Errol Morris profiles Sabrina Harman, the woman behind the camera at Abu Ghraib.

There were worse pictures than Gilligan. But, leaving aside that photographs of death and nudity, however newsworthy, don’t get much play in the press, the power of an image does not necessarily lie in what it depicts. A photograph of a mangled cadaver, or of a naked man trussed in torment, can shock and outrage, provoke protest and investigation, but it leaves little to the imagination. It may be rich in practical information, while being devoid of any broader meaning. To the extent that it represents any circumstances or conditions beyond itself, it does so generically. Such photographs are repellent, in large part because they have a terrible, reductive sameness. Except from a forensic point of view, they are unambiguous, and have the quality of pornography. They are what they show, nothing more. They communicate no vision and, shorn of context, they offer little, if anything, to think about, no occasion for wonder. They have no value as symbols.

Of course, the dominant symbol of Western civilization is the figure of a nearly naked man, tortured to death—or, more simply, the torture implement itself, the cross. But our pictures of the savage death of Jesus are the product of religious imagination and idealization. In reality, he must have been ghastly to behold. Had there been cameras at Calvary, would twenty centuries of believers have been moved to hang photographs of the scene on their altarpieces and in their homes?

The image of Gilligan achieves its power from the fact that it does not show the human form laid bare and reduced to raw matter but creates instead an original image of inhumanity that admits no immediately self-evident reading.

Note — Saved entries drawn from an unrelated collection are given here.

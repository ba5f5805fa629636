//! Configuration management for the gofinances dashboard
//!
//! This module handles loading, validation, and management of
//! dashboard configuration from YAML files.

pub mod error;

use gofinances_utils::Locale;
use serde::{Deserialize, Serialize};
use std::path::Path;

pub use error::ConfigError;
pub use gofinances_utils::SymbolPosition;

// ==================== Configuration Types ====================

/// Server configuration
#[derive(Debug, Clone, Serialize, Deserialize)]
pub struct ServerConfig {
    /// Server host address
    #[serde(default = "default_host")]
    pub host: String,
    /// Server port
    #[serde(default = "default_port")]
    pub port: u16,
}

impl Default for ServerConfig {
    fn default() -> Self {
        Self {
            host: default_host(),
            port: default_port(),
        }
    }
}

fn default_host() -> String {
    "0.0.0.0".to_string()
}

fn default_port() -> u16 {
    8081
}

/// Upstream transactions API
#[derive(Debug, Clone, Serialize, Deserialize)]
pub struct ApiConfig {
    /// Base URL of the API, without trailing slash
    #[serde(default = "default_base_url")]
    pub base_url: String,
    /// Path of the transactions listing
    #[serde(default = "default_transactions_path")]
    pub transactions_path: String,
    /// Request timeout in seconds; `None` waits indefinitely
    #[serde(default)]
    pub timeout_secs: Option<u64>,
}

impl Default for ApiConfig {
    fn default() -> Self {
        Self {
            base_url: default_base_url(),
            transactions_path: default_transactions_path(),
            timeout_secs: None,
        }
    }
}

fn default_base_url() -> String {
    "http://localhost:3333".to_string()
}

fn default_transactions_path() -> String {
    "/transactions".to_string()
}

/// Currency and date presentation
#[derive(Debug, Clone, Serialize, Deserialize)]
pub struct LocaleConfig {
    /// Currency symbol
    #[serde(default = "default_currency_symbol")]
    pub currency_symbol: String,
    /// Thousands separator
    #[serde(default = "default_thousands_sep")]
    pub thousands_separator: String,
    /// Decimal separator
    #[serde(default = "default_decimal_sep")]
    pub decimal_separator: String,
    /// Number of decimal places
    #[serde(default = "default_decimal_places")]
    pub decimal_places: u32,
    /// Currency symbol position ("before" or "after")
    #[serde(default)]
    pub symbol_position: SymbolPosition,
    /// Text between symbol and number
    #[serde(default = "default_symbol_spacing")]
    pub symbol_spacing: String,
    /// UTC offset in minutes used for dates
    #[serde(default)]
    pub utc_offset_minutes: i32,
}

impl Default for LocaleConfig {
    fn default() -> Self {
        Self {
            currency_symbol: default_currency_symbol(),
            thousands_separator: default_thousands_sep(),
            decimal_separator: default_decimal_sep(),
            decimal_places: default_decimal_places(),
            symbol_position: SymbolPosition::Before,
            symbol_spacing: default_symbol_spacing(),
            utc_offset_minutes: 0,
        }
    }
}

fn default_currency_symbol() -> String {
    "R$".to_string()
}

fn default_thousands_sep() -> String {
    ".".to_string()
}

fn default_decimal_sep() -> String {
    ",".to_string()
}

fn default_decimal_places() -> u32 {
    2
}

fn default_symbol_spacing() -> String {
    "\u{a0}".to_string()
}

/// Logging configuration
#[derive(Debug, Clone, Serialize, Deserialize)]
pub struct LoggingConfig {
    /// Log level: debug, info, warn, error
    #[serde(default = "default_log_level")]
    pub level: String,
}

impl Default for LoggingConfig {
    fn default() -> Self {
        Self {
            level: default_log_level(),
        }
    }
}

fn default_log_level() -> String {
    "info".to_string()
}

/// Main configuration structure
#[derive(Debug, Clone, Serialize, Deserialize, Default)]
pub struct Config {
    /// Server settings
    #[serde(default)]
    pub server: ServerConfig,
    /// Upstream API settings
    #[serde(default)]
    pub api: ApiConfig,
    /// Presentation settings
    #[serde(default)]
    pub locale: LocaleConfig,
    /// Logging settings
    #[serde(default)]
    pub logging: LoggingConfig,
}

impl Config {
    /// Load configuration from a YAML file
    pub fn load(path: impl AsRef<Path>) -> Result<Self, ConfigError> {
        let path = path.as_ref();
        let content = std::fs::read_to_string(path).map_err(|e| match e.kind() {
            std::io::ErrorKind::NotFound => ConfigError::FileNotFound {
                path: path.display().to_string(),
            },
            _ => ConfigError::IoError {
                message: e.to_string(),
            },
        })?;

        Self::from_yaml(&content)
    }

    /// Parse and validate YAML text
    pub fn from_yaml(content: &str) -> Result<Self, ConfigError> {
        let config: Config = serde_yaml::from_str(content).map_err(|e| ConfigError::InvalidYaml {
            message: e.to_string(),
        })?;

        config.validate()?;

        Ok(config)
    }

    /// Validate configuration values
    pub fn validate(&self) -> Result<(), ConfigError> {
        if self.server.port == 0 {
            return Err(ConfigError::InvalidValue {
                field: "server.port".to_string(),
                reason: "Port must be greater than 0".to_string(),
            });
        }

        if !(self.api.base_url.starts_with("http://") || self.api.base_url.starts_with("https://")) {
            return Err(ConfigError::InvalidValue {
                field: "api.base_url".to_string(),
                reason: "Base URL must start with http:// or https://".to_string(),
            });
        }

        if !self.api.transactions_path.starts_with('/') {
            return Err(ConfigError::InvalidValue {
                field: "api.transactions_path".to_string(),
                reason: "Path must start with '/'".to_string(),
            });
        }

        if self.api.timeout_secs == Some(0) {
            return Err(ConfigError::InvalidValue {
                field: "api.timeout_secs".to_string(),
                reason: "Timeout must be greater than 0, or omitted to wait indefinitely".to_string(),
            });
        }

        if self.locale.decimal_places > 10 {
            return Err(ConfigError::InvalidValue {
                field: "locale.decimal_places".to_string(),
                reason: "Decimal places must be between 0 and 10".to_string(),
            });
        }

        // FixedOffset accepts strictly less than a day
        if !(-1439..=1439).contains(&self.locale.utc_offset_minutes) {
            return Err(ConfigError::InvalidValue {
                field: "locale.utc_offset_minutes".to_string(),
                reason: "Offset must be within -1439..=1439 minutes".to_string(),
            });
        }

        if self.locale.decimal_separator.is_empty() {
            return Err(ConfigError::MissingField {
                field: "locale.decimal_separator".to_string(),
            });
        }

        Ok(())
    }

    /// Generate a default configuration file
    pub fn generate_default() -> &'static str {
        include_str!("../templates/default_config.yaml")
    }

    /// Full URL of the transactions listing
    pub fn transactions_url(&self) -> String {
        format!(
            "{}{}",
            self.api.base_url.trim_end_matches('/'),
            self.api.transactions_path
        )
    }

    /// Locale used by the formatting helpers
    pub fn locale(&self) -> Locale {
        Locale {
            currency_symbol: self.locale.currency_symbol.clone(),
            thousands_separator: self.locale.thousands_separator.clone(),
            decimal_separator: self.locale.decimal_separator.clone(),
            decimal_places: self.locale.decimal_places,
            symbol_position: self.locale.symbol_position,
            symbol_spacing: self.locale.symbol_spacing.clone(),
            utc_offset_minutes: self.locale.utc_offset_minutes,
        }
    }

    /// Address the server binds to
    pub fn bind_address(&self) -> String {
        format!("{}:{}", self.server.host, self.server.port)
    }
}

Its fascination resides, in large part, in its mystery and inscrutability—in all that is concealed by all that it reveals. It is an image of carnival weirdness: this upright body shrouded from head to foot; those wires; that pose; and the peaked hood that carries so many vague and ghoulish associations. The pose is obviously contrived and theatrical, a deliberate invention that appears to belong to some dark ritual, a primal scene of martyrdom. The picture transfixes us because it looks like the truth, but, looking at it, we can only imagine what that truth is: torture, execution, a scene staged for the camera? So we seize on the figure of Gilligan as a symbol that stands for all that we know was wrong at Abu Ghraib and all that we cannot -- or do not want to -- understand about how it came to this.

From the archive:

According to one who was present, Churchill suddenly blurted out: "Are we animals? Are we taking this too far?"

From last month, President Bush:

Frei: The Senate yesterday passed a bill outlawing water-boarding. You, I believe, have said that you will veto that bill.

Mr Bush: That's not -

Frei: Does that not send the wrong signal ...

Mr Bush: No, look... that's not the reason I'm vetoing the bill. The reason I'm vetoing the bill - first of all, we have said that whatever we do ... will be legal.